Et il continua son chemin sur la pointe des pieds, descendit l’escalier intérieur en chêne sculpté, dont les marches, cirées à outrance, étaient reluisantes et glissantes comme le parquet d’une salle d’honneur de palais, et pénétra dans la cuisine.
Un cabinet semblable à peu près au bureau d’un hôtel moderne avait été ménagé là, dans lequel se tenait habituellement la petite Juana. De ce cabinet, à l’abri des regards indiscrets, la fille de Manuel pouvait, par de grands judas, surveiller à la fois la cuisinière, la grande salle et le patio, sans être vue elle-même.

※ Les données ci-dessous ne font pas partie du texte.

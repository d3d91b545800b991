use std::path::Path;
use std::time::Duration;

use anyhow::{Context, Result};
use secrecy::SecretString;
use serde::Deserialize;

use crate::data::{nws, openweather};

pub const DEFAULT_CONFIG_PATH: &str = "config/default.toml";

#[derive(Debug, Clone, Default, Deserialize)]
#[serde(default)]
pub struct AppConfig {
    pub server: ServerConfig,
    pub nws: NwsConfig,
    pub openweather: OpenWeatherConfig,
    pub logging: LoggingConfig,
}

#[derive(Debug, Clone, Deserialize)]
#[serde(default)]
pub struct ServerConfig {
    /// Listen address. A bare `:port` binds every interface.
    pub addr: String,
}

impl Default for ServerConfig {
    fn default() -> Self {
        Self {
            addr: ":8080".to_string(),
        }
    }
}

impl ServerConfig {
    /// Address in a form `TcpListener::bind` accepts.
    pub fn bind_addr(&self) -> String {
        match self.addr.strip_prefix(':') {
            Some(port) => format!("0.0.0.0:{port}"),
            None => self.addr.clone(),
        }
    }
}

#[derive(Debug, Clone, Deserialize)]
#[serde(default)]
pub struct NwsConfig {
    pub base_url: String,
    pub timeout_seconds: u64,
    pub user_agent: String,
}

impl Default for NwsConfig {
    fn default() -> Self {
        Self {
            base_url: nws::DEFAULT_BASE_URL.to_string(),
            timeout_seconds: nws::DEFAULT_TIMEOUT.as_secs(),
            user_agent: concat!("weather-service/", env!("CARGO_PKG_VERSION")).to_string(),
        }
    }
}

impl NwsConfig {
    pub fn timeout(&self) -> Duration {
        Duration::from_secs(self.timeout_seconds)
    }
}

#[derive(Debug, Clone, Deserialize)]
#[serde(default)]
pub struct OpenWeatherConfig {
    pub base_url: String,
    pub timeout_seconds: u64,
    pub poll_interval_seconds: u64,
}

impl Default for OpenWeatherConfig {
    fn default() -> Self {
        Self {
            base_url: openweather::DEFAULT_BASE_URL.to_string(),
            timeout_seconds: openweather::DEFAULT_TIMEOUT.as_secs(),
            poll_interval_seconds: 600,
        }
    }
}

impl OpenWeatherConfig {
    pub fn timeout(&self) -> Duration {
        Duration::from_secs(self.timeout_seconds)
    }

    pub fn poll_interval(&self) -> Duration {
        Duration::from_secs(self.poll_interval_seconds)
    }
}

#[derive(Debug, Clone, Deserialize)]
#[serde(default)]
pub struct LoggingConfig {
    pub level: String,
    pub json: bool,
}

impl Default for LoggingConfig {
    fn default() -> Self {
        Self {
            level: "info".to_string(),
            json: false,
        }
    }
}

/// The OpenWeatherMap key, read from `API_KEY` (process env or `.env`).
/// Never part of the TOML config.
#[derive(Debug)]
pub struct Secrets {
    pub openweather_api_key: Option<SecretString>,
}

impl Secrets {
    pub fn from_env() -> Self {
        Self {
            openweather_api_key: std::env::var("API_KEY")
                .ok()
                .filter(|k| !k.is_empty())
                .map(SecretString::from),
        }
    }
}

impl AppConfig {
    /// Load configuration from a TOML file, then apply environment overrides.
    ///
    /// With no explicit path, `config/default.toml` is optional and built-in
    /// defaults are used when it is absent. An explicit path must exist.
    pub fn load(path: Option<&Path>) -> Result<(Self, Secrets)> {
        dotenvy::dotenv().ok();

        let mut config = match path {
            Some(path) => Self::from_file(path)?,
            None => {
                let default_path = Path::new(DEFAULT_CONFIG_PATH);
                if default_path.exists() {
                    Self::from_file(default_path)?
                } else {
                    Self::default()
                }
            }
        };

        config.apply_env_overrides(|key| std::env::var(key).ok());

        Ok((config, Secrets::from_env()))
    }

    pub fn from_file(path: &Path) -> Result<Self> {
        let contents = std::fs::read_to_string(path)
            .with_context(|| format!("Failed to read config file: {}", path.display()))?;

        toml::from_str(&contents)
            .with_context(|| format!("Failed to parse config file: {}", path.display()))
    }

    /// `ADDR`, `NWS_BASE` and `LOG_LEVEL` win over the file. Empty values
    /// are ignored.
    pub fn apply_env_overrides(&mut self, lookup: impl Fn(&str) -> Option<String>) {
        let get = |key: &str| lookup(key).filter(|v| !v.is_empty());

        if let Some(addr) = get("ADDR") {
            self.server.addr = addr;
        }
        if let Some(base) = get("NWS_BASE") {
            self.nws.base_url = base;
        }
        if let Some(level) = get("LOG_LEVEL") {
            self.logging.level = level;
        }

        self.nws.base_url = self.nws.base_url.trim_end_matches('/').to_string();
    }
}

#[cfg(test)]
mod tests {
    use super::*;
    use std::collections::HashMap;

    #[test]
    fn test_parse_default_config() {
        let contents = std::fs::read_to_string("config/default.toml")
            .expect("config/default.toml should exist");
        let config: AppConfig = toml::from_str(&contents).expect("should parse");
        assert_eq!(config.server.addr, ":8080");
        assert_eq!(config.nws.base_url, "https://api.weather.gov");
        assert_eq!(config.nws.timeout_seconds, 7);
        assert_eq!(config.logging.level, "info");
    }

    #[test]
    fn test_empty_file_uses_defaults() {
        let config: AppConfig = toml::from_str("").unwrap();
        assert_eq!(config.server.addr, ":8080");
        assert_eq!(config.nws.timeout(), Duration::from_secs(7));
        assert_eq!(config.openweather.poll_interval(), Duration::from_secs(600));
        assert!(!config.logging.json);
    }

    #[test]
    fn test_partial_section() {
        let config: AppConfig = toml::from_str("[nws]\ntimeout_seconds = 3\n").unwrap();
        assert_eq!(config.nws.timeout_seconds, 3);
        assert_eq!(config.nws.base_url, "https://api.weather.gov");
    }

    #[test]
    fn test_explicit_missing_path_is_error() {
        let err = AppConfig::load(Some(Path::new("config/does-not-exist.toml"))).unwrap_err();
        assert!(err
            .to_string()
            .starts_with("Failed to read config file: config/does-not-exist.toml"));
    }

    #[test]
    fn test_env_overrides() {
        let env: HashMap<&str, &str> = [
            ("ADDR", "127.0.0.1:9000"),
            ("NWS_BASE", "http://localhost:4000/"),
            ("LOG_LEVEL", ""),
        ]
        .into_iter()
        .collect();

        let mut config = AppConfig::default();
        config.apply_env_overrides(|k| env.get(k).map(|v| v.to_string()));

        assert_eq!(config.server.addr, "127.0.0.1:9000");
        assert_eq!(config.nws.base_url, "http://localhost:4000");
        assert_eq!(config.logging.level, "info");
    }

    #[test]
    fn test_bind_addr() {
        let mut server = ServerConfig::default();
        assert_eq!(server.bind_addr(), "0.0.0.0:8080");
        server.addr = "127.0.0.1:3000".to_string();
        assert_eq!(server.bind_addr(), "127.0.0.1:3000");
    }
}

Le Torero pénétra dans ce retrait et, s’inclinant gracieusement devant la jeune fille:
– señorita, dit-il, je sais que vous êtes aussi bonne que jolie, c’est pourquoi j’ose vous prier de veiller sur ma fiancée pendant quelques instants. Voulez-vous me permettre de faire en sorte que nul ne soupçonne sa présence chez vous?
Señorita! La petite Juana, toujours parée comme une dame, gracieuse et avenante avec tous, savait néanmoins imposer le respect. Peu de personnes, comme Pardaillan, se permettaient de l’appeler Juana tout court; bien moins encore, comme Cervantès, la tutoyaient. Les serviteurs et les clients la saluaient, pour la plupart, de ce titre de señorita, ou demoiselle, alors réservé aux seules femmes de noblesse.
Avec son plus gracieux sourire, Juana répondit:
– Seigneur César, vous pouvez aller tranquille. Je vais monter à l’instant chercher votre fiancée, et tant que durera votre absence, je la garderai près de moi, dans ce réduit où nul ne pénètre sans ma permission.
– Mille grâces, señorita! Je n’attendais pas moins de votre bon cœur. Vous voudrez bien aviser M. le chevalier de Pardaillan, à son réveil, que j’ai dû m’absenter pour une affaire qui ne souffre aucun retard. J’espère être de retour d’ici à une heure ou deux au plus.